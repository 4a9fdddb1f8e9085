//! Immutable lattice copies handed to readers.

use automata_types::{BoundaryMode, CellState, ChangedCell, Dimensions};

use crate::error::LatticeError;
use crate::lattice::{allocate_cells, coords_of, linear_index, resolve_index};

/// A fully copied, read-only view of a lattice.
///
/// Snapshots never alias the engine's live buffers, so holding one across
/// later steps is always safe.
#[derive(Debug, Clone, PartialEq, Eq)]
pub struct Snapshot {
    dimensions: Dimensions,
    boundary: BoundaryMode,
    states: u8,
    cells: Box<[CellState]>,
}

/// Storage reserved up front for one [`Snapshot`].
///
/// Filling a buffer obtained from [`Lattice::reserve_snapshot`] never
/// allocates, so it cannot fail.
///
/// [`Lattice::reserve_snapshot`]: crate::Lattice::reserve_snapshot
#[derive(Debug)]
pub struct SnapshotBuffer {
    cells: Vec<CellState>,
}

impl SnapshotBuffer {
    pub(crate) fn reserve(volume: usize) -> Result<Self, LatticeError> {
        let mut cells = Vec::new();
        cells
            .try_reserve_exact(volume)
            .map_err(|e| LatticeError::Allocation {
                cells: volume,
                reason: e.to_string(),
            })?;
        Ok(Self { cells })
    }

    pub(crate) fn fill(mut self, source: &[CellState]) -> Box<[CellState]> {
        self.cells.extend_from_slice(source);
        self.cells.into_boxed_slice()
    }
}

impl Snapshot {
    pub(crate) const fn new(
        dimensions: Dimensions,
        boundary: BoundaryMode,
        states: u8,
        cells: Box<[CellState]>,
    ) -> Self {
        Self {
            dimensions,
            boundary,
            states,
            cells,
        }
    }

    /// Lattice dimensions.
    pub const fn dimensions(&self) -> Dimensions {
        self.dimensions
    }

    /// Boundary policy of the source lattice.
    pub const fn boundary(&self) -> BoundaryMode {
        self.boundary
    }

    /// Alphabet size.
    pub const fn states(&self) -> u8 {
        self.states
    }

    /// Cells in index order.
    pub fn cells(&self) -> &[CellState] {
        &self.cells
    }

    /// Number of cells.
    pub fn volume(&self) -> usize {
        self.cells.len()
    }

    /// Number of non-dead cells.
    pub fn population(&self) -> u64 {
        let alive = self.cells.iter().filter(|c| !c.is_dead()).count();
        u64::try_from(alive).unwrap_or(u64::MAX)
    }

    /// State at a coordinate, with the same boundary policy as the source
    /// lattice.
    ///
    /// # Errors
    ///
    /// Returns [`LatticeError::IndexOutOfRange`] for an out-of-range
    /// coordinate under clamped boundaries.
    pub fn get(&self, x: i64, y: i64, z: i64) -> Result<CellState, LatticeError> {
        let index = resolve_index(self.dimensions, self.boundary, x, y, z)?;
        self.cells
            .get(index)
            .copied()
            .ok_or(LatticeError::IndexOutOfRange { x, y, z })
    }

    /// Coordinate of a buffer index.
    pub fn coords(&self, index: usize) -> Option<(u32, u32, u32)> {
        coords_of(self.dimensions, index)
    }

    /// Whether two snapshots have identical geometry and alphabet.
    pub fn is_compatible(&self, other: &Self) -> bool {
        self.dimensions == other.dimensions && self.states == other.states
    }

    /// A new snapshot with the given changes applied cell by cell.
    ///
    /// # Errors
    ///
    /// Returns [`LatticeError::IndexOutOfRange`] for a change outside the
    /// lattice, [`LatticeError::InvalidInitialState`] for a state outside
    /// the alphabet, or [`LatticeError::Allocation`] if the copy fails.
    pub fn with_changes(&self, changes: &[ChangedCell]) -> Result<Self, LatticeError> {
        let mut cells = allocate_cells(self.cells.len())?;
        cells.copy_from_slice(&self.cells);
        for change in changes {
            if change.new_state.value() >= self.states {
                return Err(LatticeError::InvalidInitialState(format!(
                    "state {} outside alphabet of {}",
                    change.new_state.value(),
                    self.states
                )));
            }
            let slot = linear_index(self.dimensions, change.x, change.y, change.z)
                .and_then(|i| cells.get_mut(i))
                .ok_or(LatticeError::IndexOutOfRange {
                    x: i64::from(change.x),
                    y: i64::from(change.y),
                    z: i64::from(change.z),
                })?;
            *slot = change.new_state;
        }
        Ok(Self::new(
            self.dimensions,
            self.boundary,
            self.states,
            cells.into_boxed_slice(),
        ))
    }
}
================
Assignment: Restate the listing in full, preserving every word.

Solution for this problem:
repository 4a9fdddb1f8e9085
//! Immutable lattice copies handed to readers.

use automata_types::{BoundaryMode, CellState, ChangedCell, Dimensions};

use crate::error::LatticeError;
use crate::lattice::{allocate_cells, coords_of, linear_index, resolve_index};

/// A fully copied, read-only view of a lattice.
///
/// Snapshots never alias the engine's live buffers, so holding one across
/// later steps is always safe.
#[derive(Debug, Clone, PartialEq, Eq)]
pub struct Snapshot {
    dimensions: Dimensions,
    boundary: BoundaryMode,
    states: u8,
    cells: Box<[CellState]>,
}

/// Storage reserved up front for one [`Snapshot`].
///
/// Filling a buffer obtained from [`Lattice::reserve_snapshot`] never
/// allocates, so it cannot fail.
///
/// [`Lattice::reserve_snapshot`]: crate::Lattice::reserve_snapshot
#[derive(Debug)]
pub struct SnapshotBuffer {
    cells: Vec<CellState>,
}

impl SnapshotBuffer {
    pub(crate) fn reserve(volume: usize) -> Result<Self, LatticeError> {
        let mut cells = Vec::new();
        cells
            .try_reserve_exact(volume)
            .map_err(|e| LatticeError::Allocation {
                cells: volume,
                reason: e.to_string(),
            })?;
        Ok(Self { cells })
    }

    pub(crate) fn fill(mut self, source: &[CellState]) -> Box<[CellState]> {
        self.cells.extend_from_slice(source);
        self.cells.into_boxed_slice()
    }
}

impl Snapshot {
    pub(crate) const fn new(
        dimensions: Dimensions,
        boundary: BoundaryMode,
        states: u8,
        cells: Box<[CellState]>,
    ) -> Self {
        Self {
            dimensions,
            boundary,
            states,
            cells,
        }
    }

    /// Lattice dimensions.
    pub const fn dimensions(&self) -> Dimensions {
        self.dimensions
    }

    /// Boundary policy of the source lattice.
    pub const fn boundary(&self) -> BoundaryMode {
        self.boundary
    }

    /// Alphabet size.
    pub const fn states(&self) -> u8 {
        self.states
    }

    /// Cells in index order.
    pub fn cells(&self) -> &[CellState] {
        &self.cells
    }

    /// Number of cells.
    pub fn volume(&self) -> usize {
        self.cells.len()
    }

    /// Number of non-dead cells.
    pub fn population(&self) -> u64 {
        let alive = self.cells.iter().filter(|c| !c.is_dead()).count();
        u64::try_from(alive).unwrap_or(u64::MAX)
    }

    /// State at a coordinate, with the same boundary policy as the source
    /// lattice.
    ///
    /// # Errors
    ///
    /// Returns [`LatticeError::IndexOutOfRange`] for an out-of-range
    /// coordinate under clamped boundaries.
    pub fn get(&self, x: i64, y: i64, z: i64) -> Result<CellState, LatticeError> {
        let index = resolve_index(self.dimensions, self.boundary, x, y, z)?;
        self.cells
            .get(index)
            .copied()
            .ok_or(LatticeError::IndexOutOfRange { x, y, z })
    }

    /// Coordinate of a buffer index.
    pub fn coords(&self, index: usize) -> Option<(u32, u32, u32)> {
        coords_of(self.dimensions, index)
    }

    /// Whether two snapshots have identical geometry and alphabet.
    pub fn is_compatible(&self, other: &Self) -> bool {
        self.dimensions == other.dimensions && self.states == other.states
    }

    /// A new snapshot with the given changes applied cell by cell.
    ///
    /// # Errors
    ///
    /// Returns [`LatticeError::IndexOutOfRange`] for a change outside the
    /// lattice, [`LatticeError::InvalidInitialState`] for a state outside
    /// the alphabet, or [`LatticeError::Allocation`] if the copy fails.
    pub fn with_changes(&self, changes: &[ChangedCell]) -> Result<Self, LatticeError> {
        let mut cells = allocate_cells(self.cells.len())?;
        cells.copy_from_slice(&self.cells);
        for change in changes {
            if change.new_state.value() >= self.states {
                return Err(LatticeError::InvalidInitialState(format!(
                    "state {} outside alphabet of {}",
                    change.new_state.value(),
                    self.states
                )));
            }
            let slot = linear_index(self.dimensions, change.x, change.y, change.z)
                .and_then(|i| cells.get_mut(i))
                .ok_or(LatticeError::IndexOutOfRange {
                    x: i64::from(change.x),
                    y: i64::from(change.y),
                    z: i64::from(change.z),
                })?;
            *slot = change.new_state;
        }
        Ok(Self::new(
            self.dimensions,
            self.boundary,
            self.states,
            cells.into_boxed_slice(),
        ))
    }
}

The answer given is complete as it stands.